▸ WORK TO BE COMPLETED
Pull every line holding the string "Direction" from the records below.

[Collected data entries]

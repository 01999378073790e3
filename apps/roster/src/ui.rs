use ratatui::layout::{Constraint, Direction, Layout};
use ratatui::style::{Color, Modifier, Style};
use ratatui::text::{Line, Span};
use ratatui::widgets::{Block, Borders, Cell, Paragraph, Row, Table};
use ratatui::Frame;
use roster_core::UserRecord;

use crate::app::{App, PageView, SelectedView};
use crate::prefetch::PageStatus;

pub fn draw(frame: &mut Frame, app: &App) {
    let chunks = Layout::default()
        .direction(Direction::Vertical)
        .constraints([
            Constraint::Min(5),
            Constraint::Length(4),
            Constraint::Length(3),
            Constraint::Length(1),
        ])
        .split(frame.area());

    draw_page(frame, app, chunks[0]);
    draw_selected(frame, app, chunks[1]);
    draw_prefetch(frame, app, chunks[2]);

    let help = Paragraph::new(Line::from(Span::styled(
        "Press \"j\" for next page, \"k\" for previous page, \"r\" to reshuffle, \"q\" to quit.",
        Style::default().fg(Color::Gray),
    )));
    frame.render_widget(help, chunks[3]);
}

fn draw_page(frame: &mut Frame, app: &App, area: ratatui::layout::Rect) {
    let block = Block::default()
        .borders(Borders::ALL)
        .title(format!(" Users - Page {} ", app.page()));

    match app.page_view() {
        PageView::Loading => {
            frame.render_widget(Paragraph::new("Loading...").block(block), area);
        }
        PageView::Failed(message) => {
            let error = Paragraph::new(Span::styled(
                format!("Error: {message}"),
                Style::default().fg(Color::Red),
            ))
            .block(block);
            frame.render_widget(error, area);
        }
        PageView::Ready(records) => {
            let header = Row::new(["Username", "Email", "Timestamp", "Spammy"])
                .style(Style::default().add_modifier(Modifier::BOLD));
            let rows: Vec<Row> = records.iter().map(record_row).collect();
            let table = Table::new(
                rows,
                [
                    Constraint::Length(12),
                    Constraint::Length(28),
                    Constraint::Length(20),
                    Constraint::Length(8),
                ],
            )
            .header(header)
            .block(block);
            frame.render_widget(table, area);
        }
    }
}

fn record_row(record: &UserRecord) -> Row<'static> {
    let spammy_style = if record.spammy {
        Style::default().fg(Color::Red)
    } else {
        Style::default().fg(Color::Green)
    };
    Row::new(vec![
        Cell::from(record.username.clone()),
        Cell::from(record.email.clone()),
        Cell::from(record.timestamp.format("%Y-%m-%d %H:%M:%S").to_string()),
        Cell::from(Span::styled(
            if record.spammy { "Yes" } else { "No" },
            spammy_style,
        )),
    ])
}

fn draw_selected(frame: &mut Frame, app: &App, area: ratatui::layout::Rect) {
    let block = Block::default().borders(Borders::ALL).title(" Random user ");
    let line = match app.selected_view() {
        SelectedView::Loading => Line::from(format!("Loading {}...", app.selected_key())),
        SelectedView::Absent => Line::from(format!("No record for {}", app.selected_key())),
        SelectedView::Failed(message) => Line::from(Span::styled(
            format!("Error: {message}"),
            Style::default().fg(Color::Red),
        )),
        SelectedView::Ready(record) => Line::from(vec![
            Span::styled(
                record.username.clone(),
                Style::default().fg(Color::Cyan).add_modifier(Modifier::BOLD),
            ),
            Span::raw(format!(" <{}> spammy: ", record.email)),
            Span::styled(
                if record.spammy { "Yes" } else { "No" },
                Style::default().fg(if record.spammy { Color::Red } else { Color::Green }),
            ),
        ]),
    };
    frame.render_widget(Paragraph::new(line).block(block), area);
}

fn draw_prefetch(frame: &mut Frame, app: &App, area: ratatui::layout::Rect) {
    let block = Block::default().borders(Borders::ALL).title(" Prefetch ");
    let pages = app.prefetch_pages();
    let line = if pages.is_empty() {
        Line::from(Span::styled("done", Style::default().fg(Color::Gray)))
    } else {
        let mut spans = Vec::with_capacity(pages.len() * 2);
        for (page, status) in pages {
            let (marker, color) = match status {
                PageStatus::Pending => ("...", Color::Yellow),
                PageStatus::Complete => ("ok", Color::Green),
            };
            spans.push(Span::styled(
                format!("p{page} {marker}"),
                Style::default().fg(color),
            ));
            spans.push(Span::raw("  "));
        }
        Line::from(spans)
    };
    frame.render_widget(Paragraph::new(line).block(block), area);
}
use std::collections::HashMap;
use std::sync::atomic::{AtomicUsize, Ordering};
use std::sync::Arc;
use std::time::Duration;

use async_trait::async_trait;
use chrono::Utc;
use parking_lot::Mutex;
use reqwest::StatusCode;
use roster_core::{username_for, UserRecord, PAGE_SIZE};

use crate::gateway::{Gateway, TransportError};

/// Scripted per-page behavior for `MockGateway::list_page`.
#[derive(Debug, Clone, Copy, PartialEq, Eq)]
pub enum PageBehavior {
    /// Resolve with that page's records.
    Resolve,
    /// Never resolve; the future stays pending until dropped.
    Hang,
    /// Resolve with a transport error.
    Fail,
}

/// In-memory `Gateway` for unit tests: scriptable resolution per page plus
/// in-flight accounting so tests can assert the concurrency cap.
pub struct MockGateway {
    behaviors: Mutex<HashMap<u32, PageBehavior>>,
    delay: Duration,
    in_flight: Arc<AtomicUsize>,
    max_in_flight: Arc<AtomicUsize>,
}

impl MockGateway {
    pub fn new() -> Self {
        Self::with_delay(Duration::ZERO)
    }

    pub fn with_delay(delay: Duration) -> Self {
        Self {
            behaviors: Mutex::new(HashMap::new()),
            delay,
            in_flight: Arc::new(AtomicUsize::new(0)),
            max_in_flight: Arc::new(AtomicUsize::new(0)),
        }
    }

    pub fn script(&self, page: u32, behavior: PageBehavior) {
        self.behaviors.lock().insert(page, behavior);
    }

    pub fn in_flight(&self) -> usize {
        self.in_flight.load(Ordering::SeqCst)
    }

    pub fn max_in_flight(&self) -> usize {
        self.max_in_flight.load(Ordering::SeqCst)
    }

    fn enter(&self) -> InFlightGuard {
        let now = self.in_flight.fetch_add(1, Ordering::SeqCst) + 1;
        self.max_in_flight.fetch_max(now, Ordering::SeqCst);
        InFlightGuard {
            in_flight: self.in_flight.clone(),
        }
    }
}

/// Decrements the in-flight count even when the request future is dropped
/// mid-call (cancellation).
struct InFlightGuard {
    in_flight: Arc<AtomicUsize>,
}

impl Drop for InFlightGuard {
    fn drop(&mut self) {
        self.in_flight.fetch_sub(1, Ordering::SeqCst);
    }
}

/// Synthesizes the records the real data source would serve for `page`.
pub fn page_records(page: u32) -> Vec<UserRecord> {
    let start = (page - 1) * PAGE_SIZE as u32;
    (1..=PAGE_SIZE as u32)
        .map(|i| {
            let username = username_for(start + i);
            UserRecord {
                email: format!("{username}@example.com"),
                username,
                timestamp: Utc::now(),
                spammy: false,
            }
        })
        .collect()
}

#[async_trait]
impl Gateway for MockGateway {
    async fn list_page(&self, page: u32) -> Result<Vec<UserRecord>, TransportError> {
        let _guard = self.enter();
        if !self.delay.is_zero() {
            tokio::time::sleep(self.delay).await;
        }
        let behavior = self
            .behaviors
            .lock()
            .get(&page)
            .copied()
            .unwrap_or(PageBehavior::Resolve);
        match behavior {
            PageBehavior::Resolve => Ok(page_records(page)),
            PageBehavior::Hang => {
                std::future::pending::<()>().await;
                unreachable!("pending future resolved")
            }
            PageBehavior::Fail => Err(TransportError::Status(StatusCode::BAD_GATEWAY)),
        }
    }

    async fn find_by_key(&self, username: &str) -> Result<Option<UserRecord>, TransportError> {
        let _guard = self.enter();
        if !self.delay.is_zero() {
            tokio::time::sleep(self.delay).await;
        }
        let known = username
            .strip_prefix("user")
            .and_then(|n| n.parse::<u32>().ok())
            .is_some_and(|n| (1..=roster_core::USER_COUNT).contains(&n));
        Ok(known.then(|| UserRecord {
            username: username.to_string(),
            email: format!("{username}@example.com"),
            timestamp: Utc::now(),
            spammy: false,
        }))
    }
}
use std::env;

#[derive(Debug, Clone)]
pub struct Config {
    pub port: u16,
    /// Artificial per-request latency bounds, inclusive, in milliseconds.
    /// Setting both to zero disables the delay entirely.
    pub delay_min_ms: u64,
    pub delay_max_ms: u64,
    /// Optional seed for deterministic record generation.
    pub seed: Option<u64>,
}

impl Config {
    pub fn from_env() -> Self {
        let delay_min_ms = env::var("ROSTER_DELAY_MIN_MS")
            .ok()
            .and_then(|val| val.parse().ok())
            .unwrap_or(500);
        let delay_max_ms = env::var("ROSTER_DELAY_MAX_MS")
            .ok()
            .and_then(|val| val.parse().ok())
            .unwrap_or(3000);

        Self {
            port: env::var("ROSTER_PORT")
                .ok()
                .and_then(|p| p.parse().ok())
                .unwrap_or(4000),
            delay_min_ms,
            delay_max_ms: delay_max_ms.max(delay_min_ms),
            seed: env::var("ROSTER_SEED").ok().and_then(|s| s.parse().ok()),
        }
    }
}
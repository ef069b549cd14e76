// latestlog - core/mod.rs
//
// Core logic: pattern resolution, discovery, selection, rendering.
// Must NOT depend on: app, platform.

pub mod discovery;
pub mod model;
pub mod report;
pub mod resolver;
pub mod selector;
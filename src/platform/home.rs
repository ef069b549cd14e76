// latestlog - platform/home.rs
//
// Home-directory lookup behind a trait so callers can inject a synthetic
// home in tests instead of the real user environment.

use directories::BaseDirs;
use std::path::{Path, PathBuf};

/// Source of the invoking user's home directory.
pub trait HomeDirProvider {
    /// The home directory, or `None` if it cannot be determined.
    fn home_dir(&self) -> Option<PathBuf>;
}

/// The real home directory (`$HOME` on Unix, the profile folder on Windows).
#[derive(Debug, Clone, Copy, Default)]
pub struct SystemHome;

impl HomeDirProvider for SystemHome {
    fn home_dir(&self) -> Option<PathBuf> {
        let home = BaseDirs::new().map(|dirs| dirs.home_dir().to_path_buf());
        match &home {
            Some(path) => tracing::debug!(home = %path.display(), "Home directory resolved"),
            None => tracing::warn!("Could not determine home directory"),
        }
        home
    }
}

/// A fixed home directory.
#[derive(Debug, Clone)]
pub struct FixedHome(PathBuf);

impl FixedHome {
    pub fn new(path: impl Into<PathBuf>) -> Self {
        Self(path.into())
    }

    pub fn path(&self) -> &Path {
        &self.0
    }
}

impl HomeDirProvider for FixedHome {
    fn home_dir(&self) -> Option<PathBuf> {
        Some(self.0.clone())
    }
}

#[cfg(test)]
mod tests {
    use super::*;

    #[test]
    fn test_fixed_home_returns_its_path() {
        let home = FixedHome::new("/tmp/somebody");
        assert_eq!(home.home_dir(), Some(PathBuf::from("/tmp/somebody")));
        assert_eq!(home.path(), Path::new("/tmp/somebody"));
    }
}
// latestlog - core/resolver.rs
//
// Platform path resolver: maps a platform identifier and a home directory to
// the glob pattern that selects the companion application's log files.
// Pure function; the platform and home directory are both injected.

use crate::util::constants;
use crate::util::error::ResolveError;
use std::fmt;
use std::path::{Path, PathBuf};

/// Operating system family the resolver knows how to handle.
#[derive(Debug, Clone, PartialEq, Eq)]
pub enum Platform {
    Linux,
    Windows,
    /// Any other OS, carrying the name it was detected as.
    Unsupported(String),
}

impl Platform {
    /// Map an OS name as reported by `std::env::consts::OS`.
    pub fn from_os_name(os: &str) -> Self {
        match os {
            "linux" => Self::Linux,
            "windows" => Self::Windows,
            other => Self::Unsupported(other.to_string()),
        }
    }

    /// The platform this binary is running on.
    pub fn current() -> Self {
        Self::from_os_name(std::env::consts::OS)
    }
}

impl fmt::Display for Platform {
    fn fmt(&self, f: &mut fmt::Formatter<'_>) -> fmt::Result {
        match self {
            Self::Linux => f.write_str("linux"),
            Self::Windows => f.write_str("windows"),
            Self::Unsupported(os) => f.write_str(os),
        }
    }
}

/// A directory plus the filename glob to expand inside it.
#[derive(Debug, Clone, PartialEq, Eq)]
pub struct SearchPattern {
    logs_dir: PathBuf,
}

impl SearchPattern {
    /// Search `logs_dir` for `*.log` files.
    pub fn in_dir(logs_dir: impl Into<PathBuf>) -> Self {
        Self {
            logs_dir: logs_dir.into(),
        }
    }

    /// Directory whose immediate entries are searched.
    pub fn logs_dir(&self) -> &Path {
        &self.logs_dir
    }

    /// Glob string passed to the expander.
    ///
    /// The directory part is escaped so metacharacters in the home path
    /// match literally; only the trailing `*.log` is a wildcard.
    pub fn pattern(&self) -> String {
        let escaped_dir = glob::Pattern::escape(&self.logs_dir.to_string_lossy());
        PathBuf::from(escaped_dir)
            .join(constants::LOG_FILE_GLOB)
            .to_string_lossy()
            .into_owned()
    }
}

impl fmt::Display for SearchPattern {
    fn fmt(&self, f: &mut fmt::Formatter<'_>) -> fmt::Result {
        write!(
            f,
            "{}",
            self.logs_dir.join(constants::LOG_FILE_GLOB).display()
        )
    }
}

/// Build the search pattern for `platform`, rooted at `home`.
///
/// - Linux:   `<home>/.local/share/findermoderngui/logs/*.log`
/// - Windows: `<home>/AppData/Roaming/findermoderngui/logs/*.log`
pub fn search_pattern(platform: &Platform, home: &Path) -> Result<SearchPattern, ResolveError> {
    let data_segments = match platform {
        Platform::Linux => constants::LINUX_DATA_SEGMENTS,
        Platform::Windows => constants::WINDOWS_DATA_SEGMENTS,
        Platform::Unsupported(os) => {
            return Err(ResolveError::UnsupportedPlatform { os: os.clone() });
        }
    };

    let mut logs_dir = home.to_path_buf();
    logs_dir.extend(data_segments);
    logs_dir.push(constants::COMPANION_DIR_NAME);
    logs_dir.push(constants::LOGS_DIR_NAME);

    tracing::debug!(
        %platform,
        logs_dir = %logs_dir.display(),
        "Search pattern resolved"
    );

    Ok(SearchPattern::in_dir(logs_dir))
}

▸ FINAL ANSWER
use ratatui::layout::{Constraint, Direction, Layout};
        .direction(Direction::Vertical)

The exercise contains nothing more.